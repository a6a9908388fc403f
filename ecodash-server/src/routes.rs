//! HTTP routes for the dashboard

use crate::export::{csv_filename, plot_filename, series_to_csv, write_plot_copy};
use crate::page::dashboard_page;
use crate::AppState;
use axum::{
    extract::{Query, State},
    http::{header, StatusCode},
    response::{IntoResponse, Response},
    routing::get,
    Json, Router,
};
use ecodash_common::{CountryEntry, Indicator, YearRange};
use ecodash_data::Selection;
use ecodash_graphs::{parse_hex_color, render_line_chart, render_placeholder, ChartOptions, ChartTheme};
use serde::{Deserialize, Serialize};
use tower::ServiceBuilder;
use tower_http::{cors::CorsLayer, trace::TraceLayer};
use tracing::error;

/// Query parameters shared by the chart and export endpoints
#[derive(Debug, Default, Deserialize)]
pub struct SelectionQuery {
    /// ISO3 country code
    pub country: Option<String>,
    /// Indicator label ("GDP", "Unemployment", "Inflation")
    pub indicator: Option<String>,
    /// First year of the inclusive interval
    pub start: Option<i32>,
    /// Last year of the inclusive interval
    pub end: Option<i32>,
    /// Chart theme ("light" or "dark")
    pub theme: Option<String>,
}

/// Selector metadata for the dashboard page
#[derive(Debug, Serialize)]
struct MetaResponse {
    indicators: Vec<IndicatorOption>,
    min_year: i32,
    max_year: i32,
}

#[derive(Debug, Serialize)]
struct IndicatorOption {
    value: &'static str,
    label: &'static str,
}

/// Liveness payload with per-table row counts
#[derive(Debug, Serialize)]
struct HealthResponse {
    status: &'static str,
    gdp_rows: usize,
    unemployment_rows: usize,
    inflation_rows: usize,
    countries: usize,
}

/// Create the dashboard router with all endpoints
pub fn create_router(state: AppState) -> Router {
    Router::new()
        .route("/", get(dashboard_page))
        .route("/health", get(get_health))
        .route("/api/countries", get(get_countries))
        .route("/api/meta", get(get_meta))
        .route("/chart.png", get(get_chart))
        .route("/export/data.csv", get(get_data_export))
        .route("/export/chart.png", get(get_plot_export))
        .layer(
            ServiceBuilder::new()
                .layer(TraceLayer::new_for_http())
                .layer(CorsLayer::permissive()),
        )
        .with_state(state)
}

/// Outcome of mapping query parameters onto the loaded tables
enum Resolved {
    /// A complete selection ready for filtering
    Selection {
        country: String,
        indicator: Indicator,
        years: YearRange,
    },
    /// Incomplete or unrecognized input; the string is the placeholder title
    Placeholder(String),
}

/// Map raw query parameters to a selection.
///
/// Missing country or indicator prompts for input; an unrecognized indicator
/// label resolves to the "no data" sentinel. Absent year bounds widen to the
/// full loaded span so bare selections chart everything.
fn resolve_query(state: &AppState, query: &SelectionQuery) -> Resolved {
    let country = query.country.as_deref().unwrap_or("").trim();
    let indicator_label = query.indicator.as_deref().unwrap_or("").trim();

    if country.is_empty() || indicator_label.is_empty() {
        return Resolved::Placeholder(
            "Select a country and data type to view trends".to_string(),
        );
    }

    let Some(indicator) = Indicator::from_label(indicator_label) else {
        return Resolved::Placeholder(format!("No data available for {}", country));
    };

    let (min_year, max_year) = state.store.year_span();
    let years = YearRange::new(
        query.start.unwrap_or(min_year),
        query.end.unwrap_or(max_year),
    );

    Resolved::Selection {
        country: country.to_string(),
        indicator,
        years,
    }
}

/// Chart options derived from configuration plus the per-request theme
fn chart_options(state: &AppState, query: &SelectionQuery) -> ChartOptions {
    let chart = &state.config.chart;
    let theme = query
        .theme
        .as_deref()
        .map(ChartTheme::from_param)
        .unwrap_or_default();
    ChartOptions {
        width: chart.width,
        height: chart.height,
        theme,
        line_color: parse_hex_color(&chart.line_color),
        show_grid: chart.show_grid,
        font_family: chart.font_family.clone(),
        font_size: chart.font_size,
    }
}

fn png_response(png: Vec<u8>) -> Response {
    ([(header::CONTENT_TYPE, "image/png")], png).into_response()
}

fn render_error(e: ecodash_common::EcodashError) -> StatusCode {
    error!("Chart rendering failed: {}", e);
    StatusCode::INTERNAL_SERVER_ERROR
}

/// Liveness endpoint with table sizes
async fn get_health(State(state): State<AppState>) -> Json<HealthResponse> {
    Json(HealthResponse {
        status: "ok",
        gdp_rows: state.store.table(Indicator::Gdp).len(),
        unemployment_rows: state.store.table(Indicator::Unemployment).len(),
        inflation_rows: state.store.table(Indicator::Inflation).len(),
        countries: state.store.countries().len(),
    })
}

/// Country selector entries
async fn get_countries(State(state): State<AppState>) -> Json<Vec<CountryEntry>> {
    Json(state.store.countries().to_vec())
}

/// Indicator options and the loaded year span
async fn get_meta(State(state): State<AppState>) -> Json<MetaResponse> {
    let (min_year, max_year) = state.store.year_span();
    Json(MetaResponse {
        indicators: Indicator::ALL
            .iter()
            .map(|i| IndicatorOption {
                value: i.label(),
                label: i.display_name(),
            })
            .collect(),
        min_year,
        max_year,
    })
}

/// The dashboard chart: a rendered line chart for a complete selection,
/// a placeholder image otherwise. Always an image, never an error page.
async fn get_chart(
    State(state): State<AppState>,
    Query(query): Query<SelectionQuery>,
) -> Result<Response, StatusCode> {
    let options = chart_options(&state, &query);

    let png = match resolve_query(&state, &query) {
        Resolved::Placeholder(reason) => {
            render_placeholder(&reason, &options).map_err(render_error)?
        }
        Resolved::Selection {
            country,
            indicator,
            years,
        } => match state.store.select(&country, indicator, years) {
            Selection::Series(series) => {
                render_line_chart(&series.title, &series.points, &options)
                    .map_err(render_error)?
            }
            Selection::Empty { reason } => {
                render_placeholder(&reason, &options).map_err(render_error)?
            }
        },
    };

    Ok(png_response(png))
}

/// CSV download of the filtered rows the chart is built from
async fn get_data_export(
    State(state): State<AppState>,
    Query(query): Query<SelectionQuery>,
) -> Result<Response, (StatusCode, String)> {
    let Resolved::Selection {
        country,
        indicator,
        years,
    } = resolve_query(&state, &query)
    else {
        return Err((
            StatusCode::BAD_REQUEST,
            "Select a country and data type before downloading".to_string(),
        ));
    };

    match state.store.select(&country, indicator, years) {
        Selection::Series(series) => {
            let csv = series_to_csv(&series).map_err(|e| {
                error!("CSV export failed: {}", e);
                (
                    StatusCode::INTERNAL_SERVER_ERROR,
                    "Export failed".to_string(),
                )
            })?;
            let filename = csv_filename(&series, years.start, years.end);
            Ok((
                [
                    (header::CONTENT_TYPE, "text/csv".to_string()),
                    (
                        header::CONTENT_DISPOSITION,
                        format!("attachment; filename=\"{}\"", filename),
                    ),
                ],
                csv,
            )
                .into_response())
        }
        Selection::Empty { reason } => Err((StatusCode::BAD_REQUEST, reason)),
    }
}

/// Fixed-resolution PNG download of the current chart
async fn get_plot_export(
    State(state): State<AppState>,
    Query(query): Query<SelectionQuery>,
) -> Result<Response, StatusCode> {
    let export = &state.config.export;
    let options =
        chart_options(&state, &query).with_size(export.image_width, export.image_height);

    let (png, filename) = match resolve_query(&state, &query) {
        Resolved::Placeholder(reason) => (
            render_placeholder(&reason, &options).map_err(render_error)?,
            "plot.png".to_string(),
        ),
        Resolved::Selection {
            country,
            indicator,
            years,
        } => match state.store.select(&country, indicator, years) {
            Selection::Series(series) => {
                let png = render_line_chart(&series.title, &series.points, &options)
                    .map_err(render_error)?;
                let filename = plot_filename(&series);
                if let Some(image_dir) = &export.image_dir {
                    write_plot_copy(image_dir, &filename, &png);
                }
                (png, filename)
            }
            Selection::Empty { reason } => (
                render_placeholder(&reason, &options).map_err(render_error)?,
                "plot.png".to_string(),
            ),
        },
    };

    Ok((
        [
            (header::CONTENT_TYPE, "image/png".to_string()),
            (
                header::CONTENT_DISPOSITION,
                format!("attachment; filename=\"{}\"", filename),
            ),
        ],
        png,
    )
        .into_response())
}
//! Dashboard page
//!
//! The UI is a single embedded HTML document; all interactivity runs against
//! the JSON/image endpoints, so the binary ships self-contained.

use axum::response::Html;

const DASHBOARD_HTML: &str = include_str!("../assets/dashboard.html");

/// Serve the dashboard page
pub async fn dashboard_page() -> Html<&'static str> {
    Html(DASHBOARD_HTML)
}
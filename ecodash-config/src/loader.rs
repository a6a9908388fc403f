//! Configuration loading utilities

use crate::Config;
use ecodash_common::Result as EcodashResult;
use std::env;
use std::path::Path;
use thiserror::Error;

/// Configuration loading errors
#[derive(Debug, Error)]
pub enum ConfigError {
    /// I/O error when reading configuration file
    #[error("Failed to read configuration file: {0}")]
    IoError(#[from] std::io::Error),

    /// YAML parsing error
    #[error("Failed to parse YAML configuration: {0}")]
    ParseError(#[from] serde_yaml::Error),

    /// Configuration validation error
    #[error("Configuration validation failed: {0}")]
    ValidationError(#[from] validator::ValidationErrors),

    /// Environment variable parsing error
    #[error("Failed to parse environment variable '{var}': {source}")]
    EnvParseError {
        var: String,
        #[source]
        source: Box<dyn std::error::Error + Send + Sync>,
    },
}

impl From<ConfigError> for ecodash_common::EcodashError {
    fn from(err: ConfigError) -> Self {
        ecodash_common::EcodashError::config(err.to_string())
    }
}

/// Configuration loader for the application
pub struct ConfigLoader;

impl ConfigLoader {
    /// Load configuration from a YAML file with environment variable overrides
    pub fn load_config<P: AsRef<Path>>(path: P) -> Result<Config, ConfigError> {
        let content = std::fs::read_to_string(path.as_ref())?;
        let mut config: Config = serde_yaml::from_str(&content)?;

        Self::apply_env_overrides(&mut config)?;

        config.validate_all().map_err(ConfigError::ValidationError)?;

        Ok(config)
    }

    /// Load configuration from the default locations.
    ///
    /// Checks `ECODASH_CONFIG_PATH`, then `config.yaml` / `config.yml` in the
    /// working directory, and finally falls back to built-in defaults. Env
    /// overrides apply in every case.
    pub fn load() -> EcodashResult<Config> {
        let config = if let Ok(config_path) = env::var("ECODASH_CONFIG_PATH") {
            Self::load_config(&config_path)?
        } else if Path::new("config.yaml").exists() {
            Self::load_config("config.yaml")?
        } else if Path::new("config.yml").exists() {
            Self::load_config("config.yml")?
        } else {
            let mut config = Config::default();
            Self::apply_env_overrides(&mut config)?;
            config.validate_all().map_err(ConfigError::ValidationError)?;
            config
        };

        Ok(config)
    }

    /// Load configuration from a specific file
    pub fn load_from_file<P: AsRef<Path>>(path: P) -> EcodashResult<Config> {
        Ok(Self::load_config(path)?)
    }

    /// Apply environment variable overrides to configuration
    fn apply_env_overrides(config: &mut Config) -> Result<(), ConfigError> {
        // Server configuration overrides
        if let Ok(host) = env::var("ECODASH_HOST") {
            config.server.host = host;
        }

        if let Ok(port) = env::var("ECODASH_PORT") {
            config.server.port = port.parse().map_err(|e| ConfigError::EnvParseError {
                var: "ECODASH_PORT".to_string(),
                source: Box::new(e),
            })?;
        }

        // World Bank configuration overrides
        if let Ok(base_url) = env::var("WORLDBANK_BASE_URL") {
            config.worldbank.base_url = base_url;
        }

        if let Ok(timeout) = env::var("WORLDBANK_TIMEOUT") {
            config.worldbank.timeout_seconds =
                timeout.parse().map_err(|e| ConfigError::EnvParseError {
                    var: "WORLDBANK_TIMEOUT".to_string(),
                    source: Box::new(e),
                })?;
        }

        if let Ok(per_page) = env::var("WORLDBANK_PER_PAGE") {
            config.worldbank.per_page =
                per_page.parse().map_err(|e| ConfigError::EnvParseError {
                    var: "WORLDBANK_PER_PAGE".to_string(),
                    source: Box::new(e),
                })?;
        }

        // Chart configuration overrides
        if let Ok(width) = env::var("CHART_WIDTH") {
            config.chart.width = width.parse().map_err(|e| ConfigError::EnvParseError {
                var: "CHART_WIDTH".to_string(),
                source: Box::new(e),
            })?;
        }

        if let Ok(height) = env::var("CHART_HEIGHT") {
            config.chart.height = height.parse().map_err(|e| ConfigError::EnvParseError {
                var: "CHART_HEIGHT".to_string(),
                source: Box::new(e),
            })?;
        }

        if let Ok(line_color) = env::var("CHART_LINE_COLOR") {
            config.chart.line_color = line_color;
        }

        // Export configuration overrides
        if let Ok(image_dir) = env::var("EXPORT_IMAGE_DIR") {
            config.export.image_dir = Some(image_dir);
        }

        if let Ok(width) = env::var("EXPORT_IMAGE_WIDTH") {
            config.export.image_width =
                width.parse().map_err(|e| ConfigError::EnvParseError {
                    var: "EXPORT_IMAGE_WIDTH".to_string(),
                    source: Box::new(e),
                })?;
        }

        if let Ok(height) = env::var("EXPORT_IMAGE_HEIGHT") {
            config.export.image_height =
                height.parse().map_err(|e| ConfigError::EnvParseError {
                    var: "EXPORT_IMAGE_HEIGHT".to_string(),
                    source: Box::new(e),
                })?;
        }

        // Logging configuration overrides
        if let Ok(level) = env::var("LOG_LEVEL") {
            config.logging.level = level;
        }

        if let Ok(file) = env::var("LOG_FILE") {
            config.logging.file = Some(file);
        }

        if let Ok(json) = env::var("LOG_JSON") {
            config.logging.json = json.parse().map_err(|e| ConfigError::EnvParseError {
                var: "LOG_JSON".to_string(),
                source: Box::new(e),
            })?;
        }

        Ok(())
    }
}

#[cfg(test)]
mod tests {
    use super::*;
    use std::io::Write;
    use std::sync::Mutex;
    use tempfile::NamedTempFile;

    // Serializes tests that touch process-wide environment variables
    static ENV_LOCK: Mutex<()> = Mutex::new(());

    /// Create a temporary YAML config file for testing
    fn create_test_config_file(content: &str) -> NamedTempFile {
        let mut file = NamedTempFile::new().expect("Failed to create temp file");
        file.write_all(content.as_bytes())
            .expect("Failed to write to temp file");
        file
    }

    fn clear_env_overrides() {
        for var in [
            "ECODASH_CONFIG_PATH",
            "ECODASH_HOST",
            "ECODASH_PORT",
            "WORLDBANK_BASE_URL",
            "WORLDBANK_TIMEOUT",
            "WORLDBANK_PER_PAGE",
            "CHART_WIDTH",
            "CHART_HEIGHT",
            "CHART_LINE_COLOR",
            "EXPORT_IMAGE_DIR",
            "EXPORT_IMAGE_WIDTH",
            "EXPORT_IMAGE_HEIGHT",
            "LOG_LEVEL",
            "LOG_FILE",
            "LOG_JSON",
        ] {
            env::remove_var(var);
        }
    }

    #[test]
    fn test_load_valid_yaml_config() {
        let _guard = ENV_LOCK.lock().unwrap();
        clear_env_overrides();

        let yaml_content = "server:\n  host: '0.0.0.0'\n  port: 9100\nworldbank:\n  timeout_seconds: 45\nchart:\n  width: 800\nlogging:\n  level: 'debug'";

        let temp_file = create_test_config_file(yaml_content);
        let config = ConfigLoader::load_config(temp_file.path()).expect("Failed to load config");

        assert_eq!(config.server.host, "0.0.0.0");
        assert_eq!(config.server.port, 9100);
        assert_eq!(config.worldbank.timeout_seconds, 45);
        assert_eq!(config.chart.width, 800);
        assert_eq!(config.logging.level, "debug");
    }

    #[test]
    fn test_invalid_yaml() {
        let invalid_yaml = "server:\n  host: 'x'\n  bad_field: [unclosed array";

        let temp_file = create_test_config_file(invalid_yaml);
        let result = ConfigLoader::load_config(temp_file.path());

        assert!(result.is_err());
        assert!(matches!(result.unwrap_err(), ConfigError::ParseError(_)));
    }

    #[test]
    fn test_validation_error() {
        let _guard = ENV_LOCK.lock().unwrap();
        clear_env_overrides();

        let invalid_config = "worldbank:\n  base_url: 'not_a_url'";

        let temp_file = create_test_config_file(invalid_config);
        let result = ConfigLoader::load_config(temp_file.path());

        assert!(result.is_err());
        assert!(matches!(
            result.unwrap_err(),
            ConfigError::ValidationError(_)
        ));
    }

    #[test]
    fn test_environment_variable_overrides() {
        let _guard = ENV_LOCK.lock().unwrap();
        clear_env_overrides();
        env::set_var("ECODASH_PORT", "9999");
        env::set_var("WORLDBANK_TIMEOUT", "120");
        env::set_var("CHART_LINE_COLOR", "#D62728");
        env::set_var("LOG_LEVEL", "warn");

        let yaml_content =
            "server:\n  port: 8050\nworldbank:\n  timeout_seconds: 30\nlogging:\n  level: 'info'";

        let temp_file = create_test_config_file(yaml_content);
        let config = ConfigLoader::load_config(temp_file.path()).expect("Failed to load config");

        assert_eq!(config.server.port, 9999);
        assert_eq!(config.worldbank.timeout_seconds, 120);
        assert_eq!(config.chart.line_color, "#D62728");
        assert_eq!(config.logging.level, "warn");

        clear_env_overrides();
    }

    #[test]
    fn test_env_parse_error() {
        let _guard = ENV_LOCK.lock().unwrap();
        clear_env_overrides();
        env::set_var("ECODASH_PORT", "not_a_number");

        let temp_file = create_test_config_file("server:\n  port: 8050");
        let result = ConfigLoader::load_config(temp_file.path());

        assert!(result.is_err());
        assert!(matches!(
            result.unwrap_err(),
            ConfigError::EnvParseError { .. }
        ));

        env::remove_var("ECODASH_PORT");
    }

    #[test]
    fn test_missing_config_file() {
        let result = ConfigLoader::load_config("/nonexistent/path/config.yaml");
        assert!(result.is_err());
        assert!(matches!(result.unwrap_err(), ConfigError::IoError(_)));
    }
}
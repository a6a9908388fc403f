//! Ecodash dashboard server
//!
//! Wires the read-only data store, the chart renderer, and the export
//! pipeline behind an axum router serving the browser dashboard.

pub mod export;
pub mod page;
pub mod routes;

use ecodash_config::Config;
use ecodash_data::DataStore;
use std::sync::Arc;

/// Shared application state for all request handlers.
///
/// The store is loaded once before the router is built and never written
/// afterwards, so handlers share it without locking.
#[derive(Clone)]
pub struct AppState {
    pub store: Arc<DataStore>,
    pub config: Arc<Config>,
}

impl AppState {
    pub fn new(store: DataStore, config: Config) -> Self {
        Self {
            store: Arc::new(store),
            config: Arc::new(config),
        }
    }
}
//! Time-bounded execution of blocking runtime calls

use std::time::Duration;

/// Outcome of a bounded blocking call
#[derive(Debug)]
pub enum Bounded<T> {
    Done(T),
    TimedOut,
    /// The blocking task panicked or was cancelled
    Aborted(String),
}

/// Run a blocking closure on the blocking pool, giving up after `limit`.
///
/// A timed-out closure keeps running on its thread; its result is dropped.
pub async fn run_bounded<T, F>(limit: Duration, f: F) -> Bounded<T>
where
    T: Send + 'static,
    F: FnOnce() -> T + Send + 'static,
{
    match tokio::time::timeout(limit, tokio::task::spawn_blocking(f)).await {
        Ok(Ok(value)) => Bounded::Done(value),
        Ok(Err(e)) => Bounded::Aborted(e.to_string()),
        Err(_) => Bounded::TimedOut,
    }
}
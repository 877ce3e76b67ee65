//! Device Enumeration

use std::sync::Arc;
use std::time::Duration;

use crate::error::RuntimeError;
use crate::hardware::bounded::{run_bounded, Bounded};
use crate::runtime::InferenceRuntime;

/// List the runtime's device identifiers in runtime order.
///
/// Any failure to query the runtime, including a hung query, is reported
/// as `RuntimeUnavailable`. Duplicate identifiers keep their first position.
pub async fn enumerate(
    runtime: Arc<dyn InferenceRuntime>,
    limit: Duration,
) -> Result<Vec<String>, RuntimeError> {
    let name = runtime.name().to_string();
    let listed = match run_bounded(limit, move || runtime.list_devices()).await {
        Bounded::Done(result) => result,
        Bounded::TimedOut => Err(RuntimeError::unavailable(format!(
            "{} did not list devices within {:.1}s",
            name,
            limit.as_secs_f64()
        ))),
        Bounded::Aborted(reason) => Err(RuntimeError::unavailable(reason)),
    };

    let raw = listed.map_err(|e| {
        if e.is_fatal() {
            e
        } else {
            RuntimeError::unavailable(e.to_string())
        }
    })?;

    let mut ids: Vec<String> = Vec::with_capacity(raw.len());
    for id in raw {
        if ids.contains(&id) {
            tracing::warn!(device = %id, "Runtime listed device twice, ignoring repeat");
            continue;
        }
        ids.push(id);
    }

    if ids.is_empty() {
        tracing::warn!(runtime = %name, "Runtime reported no devices");
    } else {
        tracing::info!(runtime = %name, devices = ?ids, "Available devices");
    }
    Ok(ids)
}

#[cfg(test)]
mod tests {
    use super::*;
    use crate::error::RuntimeErrorKind;
    use crate::runtime::fake::{Behavior, FakeRuntime};

    #[tokio::test]
    async fn test_enumeration_keeps_runtime_order() {
        let runtime = FakeRuntime::new()
            .device("GPU.0", Behavior::Works)
            .device("CPU", Behavior::Works)
            .device("NPU", Behavior::Works);
        let ids = enumerate(Arc::new(runtime), Duration::from_secs(5))
            .await
            .unwrap();
        assert_eq!(ids, vec!["GPU.0", "CPU", "NPU"]);
    }

    #[tokio::test]
    async fn test_duplicates_are_dropped() {
        let runtime = FakeRuntime::new()
            .device("CPU", Behavior::Works)
            .device("CPU", Behavior::Works);
        let ids = enumerate(Arc::new(runtime), Duration::from_secs(5))
            .await
            .unwrap();
        assert_eq!(ids, vec!["CPU"]);
    }

    #[tokio::test]
    async fn test_unavailable_runtime_is_fatal() {
        let runtime = FakeRuntime::unavailable("libopenvino missing");
        let err = enumerate(Arc::new(runtime), Duration::from_secs(5))
            .await
            .unwrap_err();
        assert_eq!(err.kind, RuntimeErrorKind::RuntimeUnavailable);
        assert!(err.is_fatal());
    }

    #[tokio::test]
    async fn test_hung_listing_is_runtime_unavailable() {
        let runtime = FakeRuntime::hanging_list(Duration::from_secs(2));
        let err = enumerate(Arc::new(runtime), Duration::from_millis(300))
            .await
            .unwrap_err();
        assert_eq!(err.kind, RuntimeErrorKind::RuntimeUnavailable);
        assert!(err.message.contains("did not list devices within 0.3s"));
    }
}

###

> _PROMPT_
In how many lines of the data does the string "expect" appear? Give only the number.

> _WRITTEN REPLY_
4